Heat transfer inside solar air heaters is vital in analytical models. Thus, conduction and convection heat transfer can be expressed in the following energy equation:

$$\frac{\partial }{\partial t}\left(\rho E\right)+\nabla ·\left(\overrightarrow{v}\left(\rho E+p\right)\right)=\nabla ·\left(k_{eff}\nabla T-{{\displaystyle \sum }}_j{h}_j{\overrightarrow{J}}_j+\left(\overline{{\overline{\tau }}_{eff}}·\overrightarrow{v}\right)\right)+S_h$$

(10)

where $k_{eff}$ is the conduction heat coefficient, and ${\overrightarrow{J}}_j$ is the diffusion flux in species $j$. $k_{eff}\nabla T$, ${\displaystyle \sum }_j{h}_j{\overrightarrow{J}}_j$ and $\left(\overline{{\overline{\tau }}_{eff}}·\overrightarrow{v}\right)$ are the energy exchange terms for conduction, diffusion, and viscous dissipation, respectively. $S_h$ is a heat or external energy term produced by a phase change reaction.

The latent heat of PCMs from solid to liquid can be calculated by

$$Q_{pcm}=m·\Delta h+{{\displaystyle \int }}_{T_1}^{T_m}m·c_p·\Delta T+{{\displaystyle \int }}_{T_m}^{T_2}m·c_p·\Delta T$$

(11)

where $m$ is the mass, $\Delta h$ is the enthalpy change, and $c_p$ is the specific heat of the PCMs [26]. $T_1$, $T_2$, and $T_m$ are the initial, final, and melting temperatures, respectively.

To calculate the CO₂ emissions, LHV (Low Heating Value) of fuels is calculated as follows:

$$Q_{LHV}=F_c\times H_e$$

(12)

where $F_c$ is the amount of fuel used, and $H_e$ is the amount of heat generated. The equation for obtaining carbon emissions using $C{O}_C$ is as follows:

$$C{O}_c=Q_{LHV}\times C_{CO}÷{10}^6$$

(13)

where $C{O}_c$ is the carbon emission quantity, and $C_{CO}$ is the carbon emission coefficient. The equation for calculating the amount of carbon dioxide emissions is as follows:

$$C_{C{O}_2}=C{O}_C\times \raisebox{1ex}{$44$}\!\left/ \!\raisebox{-1ex}{$12$}\right.$$

(14)

The equation allows the calculation of carbon emission reduction by using the solar air heater compared to conventional heating devices [27].

2.3. Computational Model

Figure 2 shows a solar air heater model with different internal flow path structures. As a boundary condition, the velocity of the inlet air is 0.8 m/s, and the temperature is 278.15 K. The computational model calculates the change in temperature and velocity of the air at the outlet when the solar irradiance of 900 W/m² is supplied through the front windshield.
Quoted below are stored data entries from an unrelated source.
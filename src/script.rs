//! Scripted input for the headless driver.
//!
//! One event per line, `<frame> <action> [args..]`:
//!
//! ```text
//! # walk forward for a second, then stop
//! 10 down w
//! 70 up w
//! 80 press x
//! 90 pointer 400 300 800 600
//! 95 click videos/intro.mp4
//! ```
//!
//! Blank lines and lines starting with `#` are ignored.

use std::collections::VecDeque;
use std::str::FromStr;

use crate::error::ScriptError;
use crate::events::{InputEvent, Key, KeyPhase};

#[derive(Debug, Clone, Default, PartialEq)]
pub struct InputScript {
    events: VecDeque<(u64, InputEvent)>,
}

impl InputScript {
    pub fn parse(source: &str) -> Result<Self, ScriptError> {
        let mut events = Vec::new();
        for (index, raw) in source.lines().enumerate() {
            let line = index + 1;
            let text = raw.trim();
            if text.is_empty() || text.starts_with('#') {
                continue;
            }
            events.push(parse_line(line, text)?);
        }

        // Stable, so same-frame events keep their file order
        events.sort_by_key(|(frame, _)| *frame);
        Ok(Self {
            events: events.into(),
        })
    }

    /// Removes and returns every event scheduled at or before `frame`.
    pub fn take_due(&mut self, frame: u64) -> Vec<InputEvent> {
        let mut due = Vec::new();
        while self.events.front().is_some_and(|(at, _)| *at <= frame) {
            if let Some((_, event)) = self.events.pop_front() {
                due.push(event);
            }
        }
        due
    }

    pub fn is_empty(&self) -> bool {
        self.events.is_empty()
    }

    /// Frame of the last scheduled event, if any.
    pub fn last_frame(&self) -> Option<u64> {
        self.events.back().map(|(frame, _)| *frame)
    }
}

fn parse_line(line: usize, text: &str) -> Result<(u64, InputEvent), ScriptError> {
    let mut parts = text.split_whitespace();
    let (Some(frame), Some(action)) = (parts.next(), parts.next()) else {
        return Err(ScriptError::Malformed { line });
    };

    let frame = frame.parse::<u64>().map_err(|_| ScriptError::InvalidFrame {
        line,
        value: frame.to_string(),
    })?;

    let event = match action {
        "click" => InputEvent::Click {
            video: parts.next().map(str::to_string),
        },
        "pointer" => {
            let mut number = || -> Result<f32, ScriptError> {
                let value = parts.next().ok_or(ScriptError::Malformed { line })?;
                value.parse::<f32>().map_err(|_| ScriptError::InvalidNumber {
                    line,
                    value: value.to_string(),
                })
            };
            InputEvent::PointerMove {
                x: number()?,
                y: number()?,
                width: number()?,
                height: number()?,
            }
        }
        _ => {
            let phase = KeyPhase::from_str(action).map_err(|_| ScriptError::UnknownAction {
                line,
                value: action.to_string(),
            })?;
            let value = parts.next().ok_or(ScriptError::Malformed { line })?;
            let key = Key::from_str(value).map_err(|_| ScriptError::UnknownKey {
                line,
                value: value.to_string(),
            })?;
            InputEvent::Key { key, phase }
        }
    };

    Ok((frame, event))
}

#[cfg(test)]
mod tests {
    use super::*;

    #[test]
    fn parses_and_orders_events() {
        let script = InputScript::parse("# comment\n20 up W\n\n10 down w\n15 pointer 0 0 100 100\n").unwrap();
        let mut script = script;
        assert_eq!(script.take_due(10), vec![InputEvent::key_down(Key::W)]);
        assert_eq!(script.take_due(19).len(), 1);
        assert_eq!(script.take_due(25), vec![InputEvent::key_up(Key::W)]);
        assert!(script.is_empty());
    }

    #[test]
    fn reports_the_offending_line() {
        assert_eq!(
            InputScript::parse("1 down w\n2 jump w"),
            Err(ScriptError::UnknownAction {
                line: 2,
                value: "jump".to_string()
            })
        );
        assert_eq!(
            InputScript::parse("1 down q"),
            Err(ScriptError::UnknownKey {
                line: 1,
                value: "q".to_string()
            })
        );
    }
}
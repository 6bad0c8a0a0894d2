//! Format-specific tournament logic: generators, advancers, rankings.
//!
//! Functions here operate on the repository's transaction view and know
//! nothing about HTTP or authorization; the engine wraps them in guards
//! and transactions.

pub mod knockout;
pub mod leaderboard;
pub mod round_robin;

use crate::models::TeamId;
use std::collections::HashMap;

/// Resolve a team name for display. A team the directory no longer knows
/// renders by id rather than failing the query.
pub(crate) fn team_name(names: &HashMap<TeamId, String>, team_id: TeamId) -> String {
    names
        .get(&team_id)
        .cloned()
        .unwrap_or_else(|| team_id.to_string())
}
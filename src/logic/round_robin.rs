//! Round-robin: all-pairs schedule generation, result recording, standings.

use crate::logic::team_name;
use crate::models::{
    EngineError, EventId, MatchId, RankingRow, RoundRobinMatch, RoundRobinMatchView,
    RoundRobinStatus, TeamId, TeamRef,
};
use crate::store::EventMatches;
use std::collections::HashMap;

/// Create one Pending match per unordered pair of approved teams.
/// Returns the number of matches created: n(n-1)/2.
pub fn generate_schedule(
    matches: &mut EventMatches,
    event_id: EventId,
    teams: &[TeamRef],
) -> Result<usize, EngineError> {
    if !matches.round_robin.is_empty() {
        return Err(EngineError::AlreadyGenerated);
    }
    if teams.len() < 2 {
        return Err(EngineError::InsufficientTeams { found: teams.len() });
    }

    let mut rows = Vec::with_capacity(teams.len() * (teams.len() - 1) / 2);
    for i in 0..teams.len() {
        for j in (i + 1)..teams.len() {
            rows.push(RoundRobinMatch::new(
                event_id,
                teams[i].team_id,
                teams[j].team_id,
            ));
        }
    }
    matches.insert_round_robin_matches(rows)
}

/// Record a result. Winner is the higher-scoring team, or nobody on a draw.
/// Round-robin matches are mutually independent; there is no advancement.
pub fn submit_result(
    matches: &mut EventMatches,
    match_id: MatchId,
    team1_score: u32,
    team2_score: u32,
) -> Result<(), EngineError> {
    let m = matches
        .round_robin_match_mut(match_id)
        .ok_or(EngineError::MatchNotFound(match_id))?;
    if m.status == RoundRobinStatus::Finished {
        return Err(EngineError::AlreadyFinished);
    }

    m.team1_score = Some(team1_score);
    m.team2_score = Some(team2_score);
    m.winner_id = if team1_score > team2_score {
        Some(m.team1_id)
    } else if team2_score > team1_score {
        Some(m.team2_id)
    } else {
        None
    };
    m.status = RoundRobinStatus::Finished;
    Ok(())
}

/// The schedule with team names resolved.
pub fn schedule_view(
    matches: &EventMatches,
    names: &HashMap<TeamId, String>,
) -> Vec<RoundRobinMatchView> {
    matches
        .round_robin
        .iter()
        .map(|m| RoundRobinMatchView {
            match_id: m.match_id,
            team1_id: m.team1_id,
            team1_name: team_name(names, m.team1_id),
            team2_id: m.team2_id,
            team2_name: team_name(names, m.team2_id),
            team1_score: m.team1_score,
            team2_score: m.team2_score,
            winner_id: m.winner_id,
            status: m.status,
        })
        .collect()
}

#[derive(Clone, Copy, Default)]
struct Tally {
    points: u32,
    wins: u32,
    draws: u32,
    losses: u32,
    goals_for: u32,
    goals_against: u32,
}

/// Aggregate finished matches into standings, sorted descending by
/// (points, goal difference, goals for) with dense ranks. Teams with no
/// finished match do not appear in the table.
pub fn compute_ranking(
    matches: &EventMatches,
    names: &HashMap<TeamId, String>,
) -> Result<Vec<RankingRow>, EngineError> {
    let settings = matches
        .settings
        .as_ref()
        .ok_or(EngineError::SettingsNotConfigured)?;

    let mut tallies: HashMap<TeamId, Tally> = HashMap::new();
    for m in &matches.round_robin {
        if m.status != RoundRobinStatus::Finished {
            continue;
        }
        let (Some(s1), Some(s2)) = (m.team1_score, m.team2_score) else {
            continue;
        };
        // one contribution row per side
        for (team, scored, conceded) in [(m.team1_id, s1, s2), (m.team2_id, s2, s1)] {
            let t = tallies.entry(team).or_default();
            t.goals_for += scored;
            t.goals_against += conceded;
            if scored > conceded {
                t.wins += 1;
                t.points += settings.points_per_win;
            } else if scored == conceded {
                t.draws += 1;
                t.points += settings.points_per_draw;
            } else {
                t.losses += 1;
                t.points += settings.points_per_loss;
            }
        }
    }

    let mut rows: Vec<RankingRow> = tallies
        .into_iter()
        .map(|(team_id, t)| RankingRow {
            rank: 0,
            team_id,
            team_name: team_name(names, team_id),
            points: t.points,
            wins: t.wins,
            draws: t.draws,
            losses: t.losses,
            goals_for: t.goals_for,
            goals_against: t.goals_against,
            goal_difference: i64::from(t.goals_for) - i64::from(t.goals_against),
        })
        .collect();

    rows.sort_by(|a, b| {
        b.points
            .cmp(&a.points)
            .then(b.goal_difference.cmp(&a.goal_difference))
            .then(b.goals_for.cmp(&a.goals_for))
            .then(a.team_name.cmp(&b.team_name))
    });

    // dense rank: ties share a rank, the next distinct key is rank + 1
    let mut rank = 0;
    let mut previous: Option<(u32, i64, u32)> = None;
    for row in &mut rows {
        let key = (row.points, row.goal_difference, row.goals_for);
        if previous != Some(key) {
            rank += 1;
            previous = Some(key);
        }
        row.rank = rank;
    }
    Ok(rows)
}
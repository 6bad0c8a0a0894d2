//! Format dispatcher: resolves an event to its format, enforces
//! organizer-only mutation and the not-finished guard, and routes to the
//! matching generator/advancer. The only place that knows all three
//! formats.

use crate::directory::EventDirectory;
use crate::logic::{knockout, leaderboard, round_robin};
use crate::models::{
    EngineError, EventId, EventRef, EventStatus, Format, KnockoutMatchView, LeaderboardRankRow,
    LeaderboardRoundsView, MatchId, RankingRow, RoundRobinMatchView, RoundRobinSettings, TeamId,
    TeamPoints, UserId,
};
use crate::store::MatchStore;
use std::collections::HashMap;

pub struct Engine<D> {
    directory: D,
    store: MatchStore,
}

impl<D: EventDirectory> Engine<D> {
    pub fn new(directory: D) -> Self {
        Self {
            directory,
            store: MatchStore::new(),
        }
    }

    pub fn directory(&self) -> &D {
        &self.directory
    }

    fn event(&self, event_id: EventId) -> Result<EventRef, EngineError> {
        self.directory
            .event(event_id)
            .ok_or(EngineError::EventNotFound(event_id))
    }

    /// Guards shared by every mutating command except finish: the caller
    /// owns the event, the event has the command's format, and it is not
    /// finished. Queries skip all of this.
    fn authorize_mutation(
        &self,
        event_id: EventId,
        actor: UserId,
        format: Format,
    ) -> Result<EventRef, EngineError> {
        let event = self.event(event_id)?;
        if event.owner_id != actor {
            return Err(EngineError::NotOwner);
        }
        if event.format != format {
            return Err(EngineError::FormatMismatch {
                expected: format,
                actual: event.format,
            });
        }
        if event.status == EventStatus::Finished {
            return Err(EngineError::EventFinished);
        }
        Ok(event)
    }

    fn team_names(&self, event_id: EventId) -> HashMap<TeamId, String> {
        self.directory
            .approved_teams(event_id)
            .into_iter()
            .map(|t| (t.team_id, t.name))
            .collect()
    }

    // ---- round-robin ----

    /// Upsert the per-event scoring settings. Allowed any number of times,
    /// before and after schedule generation.
    pub fn configure_round_robin_settings(
        &self,
        event_id: EventId,
        actor: UserId,
        points_per_win: u32,
        points_per_draw: u32,
        points_per_loss: u32,
    ) -> Result<RoundRobinSettings, EngineError> {
        self.authorize_mutation(event_id, actor, Format::RoundRobin)?;
        let settings = RoundRobinSettings {
            event_id,
            points_per_win,
            points_per_draw,
            points_per_loss,
        };
        self.store.transaction(event_id, |matches| {
            matches.upsert_settings(settings);
            Ok(())
        })?;
        Ok(settings)
    }

    /// Generate the all-pairs schedule from the approved-team snapshot.
    /// Returns the number of matches created.
    pub fn generate_round_robin_schedule(
        &self,
        event_id: EventId,
        actor: UserId,
    ) -> Result<usize, EngineError> {
        self.authorize_mutation(event_id, actor, Format::RoundRobin)?;
        let teams = self.directory.approved_teams(event_id);
        let created = self
            .store
            .transaction(event_id, |matches| {
                round_robin::generate_schedule(matches, event_id, &teams)
            })?;
        log::info!(
            "Generated {} round-robin matches for event {}",
            created,
            event_id
        );
        Ok(created)
    }

    pub fn submit_round_robin_result(
        &self,
        event_id: EventId,
        actor: UserId,
        match_id: MatchId,
        team1_score: u32,
        team2_score: u32,
    ) -> Result<(), EngineError> {
        self.authorize_mutation(event_id, actor, Format::RoundRobin)?;
        self.store.transaction(event_id, |matches| {
            round_robin::submit_result(matches, match_id, team1_score, team2_score)
        })
    }

    pub fn get_round_robin_schedule(
        &self,
        event_id: EventId,
    ) -> Result<Vec<RoundRobinMatchView>, EngineError> {
        self.event(event_id)?;
        let names = self.team_names(event_id);
        self.store
            .read(event_id, |matches| round_robin::schedule_view(matches, &names))
    }

    pub fn get_round_robin_ranking(&self, event_id: EventId) -> Result<Vec<RankingRow>, EngineError> {
        self.event(event_id)?;
        let names = self.team_names(event_id);
        self.store
            .read(event_id, |matches| round_robin::compute_ranking(matches, &names))?
    }

    // ---- single elimination ----

    /// Build the bracket from the approved-team snapshot. Returns the
    /// number of matches created (always one fewer than the team count).
    pub fn generate_bracket(&self, event_id: EventId, actor: UserId) -> Result<usize, EngineError> {
        self.authorize_mutation(event_id, actor, Format::SingleElimination)?;
        let teams = self.directory.approved_teams(event_id);
        let created = self.store.transaction(event_id, |matches| {
            knockout::generate_bracket(matches, event_id, &teams)
        })?;
        log::info!(
            "Generated bracket with {} matches for event {}",
            created,
            event_id
        );
        Ok(created)
    }

    pub fn submit_bracket_result(
        &self,
        event_id: EventId,
        actor: UserId,
        match_id: MatchId,
        team1_score: u32,
        team2_score: u32,
    ) -> Result<(), EngineError> {
        self.authorize_mutation(event_id, actor, Format::SingleElimination)?;
        self.store.transaction(event_id, |matches| {
            knockout::submit_result(matches, match_id, team1_score, team2_score)
        })
    }

    pub fn get_bracket(&self, event_id: EventId) -> Result<Vec<KnockoutMatchView>, EngineError> {
        self.event(event_id)?;
        let names = self.team_names(event_id);
        self.store
            .read(event_id, |matches| knockout::bracket_view(matches, &names))
    }

    // ---- leaderboard ----

    pub fn submit_leaderboard_round(
        &self,
        event_id: EventId,
        actor: UserId,
        round_number: u32,
        scores: &[TeamPoints],
    ) -> Result<(), EngineError> {
        self.authorize_mutation(event_id, actor, Format::Leaderboard)?;
        self.store.transaction(event_id, |matches| {
            leaderboard::submit_round(matches, event_id, round_number, scores)
        })
    }

    pub fn get_leaderboard_rounds(
        &self,
        event_id: EventId,
    ) -> Result<LeaderboardRoundsView, EngineError> {
        self.event(event_id)?;
        let names = self.team_names(event_id);
        self.store
            .read(event_id, |matches| leaderboard::rounds_view(matches, &names))
    }

    pub fn get_leaderboard_ranking(
        &self,
        event_id: EventId,
    ) -> Result<Vec<LeaderboardRankRow>, EngineError> {
        self.event(event_id)?;
        let names = self.team_names(event_id);
        self.store
            .read(event_id, |matches| leaderboard::ranking(matches, &names))
    }

    // ---- lifecycle ----

    /// Organizer marks the event finished. Works for every format; the only
    /// mutation allowed on an event in any non-finished status, and the one
    /// event field the engine ever writes.
    pub fn finish_event(&self, event_id: EventId, actor: UserId) -> Result<(), EngineError> {
        let event = self.event(event_id)?;
        if event.owner_id != actor {
            return Err(EngineError::NotOwner);
        }
        if event.status == EventStatus::Finished {
            return Err(EngineError::EventFinished);
        }
        self.directory.finish_event(event_id)?;
        log::info!("Event {} marked finished", event_id);
        Ok(())
    }
}
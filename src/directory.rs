//! The seam to the external event/team component.
//!
//! Authentication, event CRUD, and the registration approval workflow live
//! outside the engine; the engine only needs to resolve an event, snapshot
//! its approved teams, and flip its status to finished. `InMemoryDirectory`
//! is the implementation used by the web binary and the tests.

use crate::models::{EngineError, EventId, EventRef, EventStatus, Format, TeamId, TeamRef, UserId};
use std::collections::HashMap;
use std::sync::RwLock;
use uuid::Uuid;

/// What the engine consumes from the surrounding platform.
pub trait EventDirectory: Send + Sync {
    fn event(&self, event_id: EventId) -> Option<EventRef>;

    /// Approved team registrations for the event, in registration order.
    fn approved_teams(&self, event_id: EventId) -> Vec<TeamRef>;

    /// Set the event's status to Finished. The engine never writes any
    /// other event field.
    fn finish_event(&self, event_id: EventId) -> Result<(), EngineError>;
}

struct DirectoryEntry {
    event: EventRef,
    teams: Vec<TeamRef>,
}

/// In-memory directory: events and approved teams by event id.
#[derive(Default)]
pub struct InMemoryDirectory {
    entries: RwLock<HashMap<EventId, DirectoryEntry>>,
}

impl InMemoryDirectory {
    pub fn new() -> Self {
        Self::default()
    }

    /// Create an event owned by `owner_id`; returns it with a fresh id.
    pub fn create_event(&self, name: impl Into<String>, format: Format, owner_id: UserId) -> EventRef {
        let event = EventRef {
            event_id: Uuid::new_v4(),
            name: name.into(),
            format,
            owner_id,
            status: EventStatus::Active,
        };
        if let Ok(mut g) = self.entries.write() {
            g.insert(
                event.event_id,
                DirectoryEntry {
                    event: event.clone(),
                    teams: Vec::new(),
                },
            );
        }
        event
    }

    /// Register a team for the event. Registrations are auto-approved here;
    /// the real approval workflow is the platform's concern.
    pub fn register_team(
        &self,
        event_id: EventId,
        name: impl Into<String>,
    ) -> Result<TeamRef, EngineError> {
        let mut g = self.entries.write().map_err(|_| EngineError::Transaction)?;
        let entry = g
            .get_mut(&event_id)
            .ok_or(EngineError::EventNotFound(event_id))?;
        let team = TeamRef::new(name);
        entry.teams.push(team.clone());
        Ok(team)
    }

    /// Name lookup for query views.
    pub fn team_name(&self, event_id: EventId, team_id: TeamId) -> Option<String> {
        let g = self.entries.read().ok()?;
        g.get(&event_id)?
            .teams
            .iter()
            .find(|t| t.team_id == team_id)
            .map(|t| t.name.clone())
    }
}

impl EventDirectory for InMemoryDirectory {
    fn event(&self, event_id: EventId) -> Option<EventRef> {
        let g = self.entries.read().ok()?;
        g.get(&event_id).map(|e| e.event.clone())
    }

    fn approved_teams(&self, event_id: EventId) -> Vec<TeamRef> {
        match self.entries.read() {
            Ok(g) => g
                .get(&event_id)
                .map(|e| e.teams.clone())
                .unwrap_or_default(),
            Err(_) => Vec::new(),
        }
    }

    fn finish_event(&self, event_id: EventId) -> Result<(), EngineError> {
        let mut g = self.entries.write().map_err(|_| EngineError::Transaction)?;
        let entry = g
            .get_mut(&event_id)
            .ok_or(EngineError::EventNotFound(event_id))?;
        entry.event.status = EventStatus::Finished;
        Ok(())
    }
}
Table 1. Boundary conditions for the computation.

Boundary conditions	Inlet velocity (m/s)	0.8
	Temperature (K)	278.15
	Solar irradiance (W/m2)	900
Other conditions	Gravity (m/s2)	9.81
	Turbulence	Standard $k-\epsilon$
	Type	Steady State, Transient State
Materials	Base $(\mathrm{W}/\mathrm{mK}$)	Wood, conductivity: 0.29
	Can $(\mathrm{W}/\mathrm{mK}$)	Aluminum, conductivity: 350
	PCM $(\mathrm{W}/\mathrm{mK}$)	Paraffin Wax, conductivity: 0.24, 0.22

tabulates the boundary conditions for computational analysis. The different built-in structure affects the heat transfer characteristics by changing the airflow pattern and turbulence intensity. The time for the air to heat up is increased by reducing the air velocity inside the heater, and the turbulent flow enhances convective heat transfer from the inner wall of the heater to the air.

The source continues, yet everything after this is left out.